I’ll be participating in Ludum Dare again in the future, this was all win/win for me. But for now it’s back to my main project. My Ludum Dare game has actually made me more excited to get cracking on this thing. I’ve been avoiding the art side of it because of the laggy Spine issues I was having in GameMaker but now that I understand the optimization stuff I’m looking forward to dumping a ton of sweet art in there. I’m planning full-screen bosses and can’t wait to get crackin’ on them. The menu system is pretty much done, I just have some last tests and cleanup to do with it but then I should be able to get into the fun art stuff. I’ve got the bosses planned out in my head and rough doodles, I just need to refine them into actual designs and start dropping them in the game.
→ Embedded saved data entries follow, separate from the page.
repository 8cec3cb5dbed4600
pub mod formatting;
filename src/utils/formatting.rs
use time::macros::format_description;
use time::{format_description, OffsetDateTime};

const DATETIME_FORMAT: &[format_description::FormatItem<'_>] =
    format_description!("[year]-[month]-[day] [hour]:[minute]:[second]");

/// Renders a timestamp the way SQLite's `CURRENT_TIMESTAMP` does.
pub fn format_utc(date_time: impl Into<OffsetDateTime>) -> String {
    let offset_date_time: OffsetDateTime = date_time.into();
    offset_date_time
        .format(DATETIME_FORMAT)
        .expect("Hard-coded format should be correct")
}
All in all this has been an excellent start to the year. I’m hoping to keep this pace up the rest of the year and participate in Ludum Dare regularly, but one thing at a time…first I gotta’ finish my main project and ship the damn thing lol

Alright, time for an update. I hooked up with Rocketcat Games, makers of epic hits like Wayward Souls (grab it on the App Store here) and Punch Quest (grab it here), to do some Spine animations for their characters for a new Tactical RPG they’re developing. Lots of work but a fun project, I’m extremely comfortable in Spine now and got to mess with a lot of FFD mesh animation (capes, scarves etc.). I also hooked up with Ravenous Games for some top secret work I can’t talk about. They just launched Devious Dungeon 2 which adds a ton of new stuff to the series (grab it here). So with enough money to pay my bills for a couple months it’s back to my own game.

…but first, a detour lol On a whim I decided to enter Ludum Dare 32 this weekend. For those of you who somehow haven’t heard of it it’s a worldwide marathon weekend where you get 48-72 hours to develop a game based off a theme assigned when the contest starts. I haven’t done a game jam in years but my long-term plan over the next couple years involves actually shipping games (lol) which means I’ll be doing a lot of prototyping (I have a HUGE Evernote doc where I throw down any random ideas I come up with to flesh out later when I’m looking for ideas to prototype). Soon as I’m done my current game I want to roll right into the next one so there’s always a chance that whatever I come up with for Ludum Dare will be my next game. Or maybe I’ll fuck it all up and not even finish my entry in time, who knows lol I actually haven’t looked at the themes list, ’cause I like to live on the edge that way.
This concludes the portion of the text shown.